Saved entries
----
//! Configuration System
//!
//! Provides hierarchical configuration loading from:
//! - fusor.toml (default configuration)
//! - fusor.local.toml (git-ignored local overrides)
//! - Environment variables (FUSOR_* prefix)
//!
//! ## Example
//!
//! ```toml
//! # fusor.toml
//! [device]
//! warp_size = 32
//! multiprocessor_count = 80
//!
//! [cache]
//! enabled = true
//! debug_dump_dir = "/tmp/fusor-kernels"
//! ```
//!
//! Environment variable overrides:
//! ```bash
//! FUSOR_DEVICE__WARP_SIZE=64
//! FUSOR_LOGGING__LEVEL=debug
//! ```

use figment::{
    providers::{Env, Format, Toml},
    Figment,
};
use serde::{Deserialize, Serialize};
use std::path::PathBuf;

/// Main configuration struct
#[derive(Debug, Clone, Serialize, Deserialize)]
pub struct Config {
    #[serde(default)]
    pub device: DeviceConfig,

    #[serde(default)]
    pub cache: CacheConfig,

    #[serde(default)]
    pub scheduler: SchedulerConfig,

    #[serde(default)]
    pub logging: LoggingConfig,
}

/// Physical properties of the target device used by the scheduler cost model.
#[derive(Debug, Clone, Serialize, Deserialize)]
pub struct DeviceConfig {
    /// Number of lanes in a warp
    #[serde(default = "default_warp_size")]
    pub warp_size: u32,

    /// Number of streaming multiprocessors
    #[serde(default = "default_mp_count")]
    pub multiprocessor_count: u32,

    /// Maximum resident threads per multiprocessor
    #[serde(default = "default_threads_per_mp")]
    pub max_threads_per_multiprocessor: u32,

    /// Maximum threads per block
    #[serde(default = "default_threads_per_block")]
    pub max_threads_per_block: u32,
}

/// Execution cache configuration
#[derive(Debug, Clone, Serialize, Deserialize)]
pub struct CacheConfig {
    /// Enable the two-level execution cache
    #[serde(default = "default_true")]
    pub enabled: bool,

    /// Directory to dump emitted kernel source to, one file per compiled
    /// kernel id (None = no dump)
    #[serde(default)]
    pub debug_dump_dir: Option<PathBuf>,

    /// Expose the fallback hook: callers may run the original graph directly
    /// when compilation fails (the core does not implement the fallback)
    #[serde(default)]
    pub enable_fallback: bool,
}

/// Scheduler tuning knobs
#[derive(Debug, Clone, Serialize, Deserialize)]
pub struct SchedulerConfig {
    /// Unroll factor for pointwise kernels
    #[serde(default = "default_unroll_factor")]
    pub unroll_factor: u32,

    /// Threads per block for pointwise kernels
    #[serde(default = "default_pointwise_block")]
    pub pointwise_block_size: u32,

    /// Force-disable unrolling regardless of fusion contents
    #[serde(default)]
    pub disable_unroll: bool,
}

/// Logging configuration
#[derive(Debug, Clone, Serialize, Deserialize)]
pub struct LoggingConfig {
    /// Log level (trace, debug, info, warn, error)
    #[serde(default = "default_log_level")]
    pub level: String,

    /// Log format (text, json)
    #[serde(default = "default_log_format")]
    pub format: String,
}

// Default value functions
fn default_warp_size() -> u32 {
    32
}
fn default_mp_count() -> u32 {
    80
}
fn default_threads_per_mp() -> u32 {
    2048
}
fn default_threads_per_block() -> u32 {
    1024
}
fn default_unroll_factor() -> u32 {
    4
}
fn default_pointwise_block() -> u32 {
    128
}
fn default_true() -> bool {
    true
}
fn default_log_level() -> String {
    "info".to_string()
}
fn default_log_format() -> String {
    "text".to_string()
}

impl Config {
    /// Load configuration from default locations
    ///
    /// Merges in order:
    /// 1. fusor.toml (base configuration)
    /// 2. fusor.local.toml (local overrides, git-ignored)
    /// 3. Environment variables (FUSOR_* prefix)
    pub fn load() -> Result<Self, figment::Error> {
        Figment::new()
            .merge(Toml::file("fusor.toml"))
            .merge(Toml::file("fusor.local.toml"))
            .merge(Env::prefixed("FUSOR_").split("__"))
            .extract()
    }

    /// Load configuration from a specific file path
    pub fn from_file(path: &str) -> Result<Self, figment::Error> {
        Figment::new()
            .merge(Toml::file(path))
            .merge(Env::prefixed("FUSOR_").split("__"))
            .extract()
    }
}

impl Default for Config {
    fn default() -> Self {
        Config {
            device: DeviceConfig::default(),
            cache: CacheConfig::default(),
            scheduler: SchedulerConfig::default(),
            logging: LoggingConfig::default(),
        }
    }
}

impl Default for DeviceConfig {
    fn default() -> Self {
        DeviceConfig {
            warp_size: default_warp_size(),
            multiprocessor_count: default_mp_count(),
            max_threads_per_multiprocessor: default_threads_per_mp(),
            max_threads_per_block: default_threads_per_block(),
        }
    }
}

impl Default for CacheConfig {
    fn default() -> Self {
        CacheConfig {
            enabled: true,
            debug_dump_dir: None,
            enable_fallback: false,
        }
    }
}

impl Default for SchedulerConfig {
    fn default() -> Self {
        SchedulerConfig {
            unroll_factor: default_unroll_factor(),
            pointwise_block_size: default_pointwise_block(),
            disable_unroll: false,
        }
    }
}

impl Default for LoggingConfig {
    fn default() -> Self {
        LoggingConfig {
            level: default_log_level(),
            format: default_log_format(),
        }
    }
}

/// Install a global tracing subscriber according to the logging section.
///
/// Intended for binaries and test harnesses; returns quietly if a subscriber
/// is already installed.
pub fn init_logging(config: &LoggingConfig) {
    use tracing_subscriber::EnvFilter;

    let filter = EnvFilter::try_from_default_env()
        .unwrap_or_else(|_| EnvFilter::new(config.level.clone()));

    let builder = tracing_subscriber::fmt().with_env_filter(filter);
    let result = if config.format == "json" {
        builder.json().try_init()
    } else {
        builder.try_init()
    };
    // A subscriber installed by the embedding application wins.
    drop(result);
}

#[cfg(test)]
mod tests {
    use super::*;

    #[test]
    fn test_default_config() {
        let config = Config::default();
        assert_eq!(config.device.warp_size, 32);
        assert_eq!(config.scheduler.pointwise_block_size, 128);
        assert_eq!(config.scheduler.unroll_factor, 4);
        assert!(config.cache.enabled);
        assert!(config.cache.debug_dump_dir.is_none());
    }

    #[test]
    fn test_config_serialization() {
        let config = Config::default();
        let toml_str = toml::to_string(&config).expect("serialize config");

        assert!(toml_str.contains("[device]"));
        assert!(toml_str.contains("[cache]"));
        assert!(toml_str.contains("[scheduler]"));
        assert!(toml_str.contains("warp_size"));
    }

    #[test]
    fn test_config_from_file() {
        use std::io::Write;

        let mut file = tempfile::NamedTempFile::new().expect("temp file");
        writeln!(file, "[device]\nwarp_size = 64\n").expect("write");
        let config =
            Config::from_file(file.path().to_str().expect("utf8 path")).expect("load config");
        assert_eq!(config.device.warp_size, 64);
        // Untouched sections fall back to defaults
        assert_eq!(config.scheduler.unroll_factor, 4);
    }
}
----
What lines above contain the word "CacheConfig"? Return each such line.

Exercise solution:
    pub cache: CacheConfig,
pub struct CacheConfig {
            cache: CacheConfig::default(),
impl Default for CacheConfig {
        CacheConfig {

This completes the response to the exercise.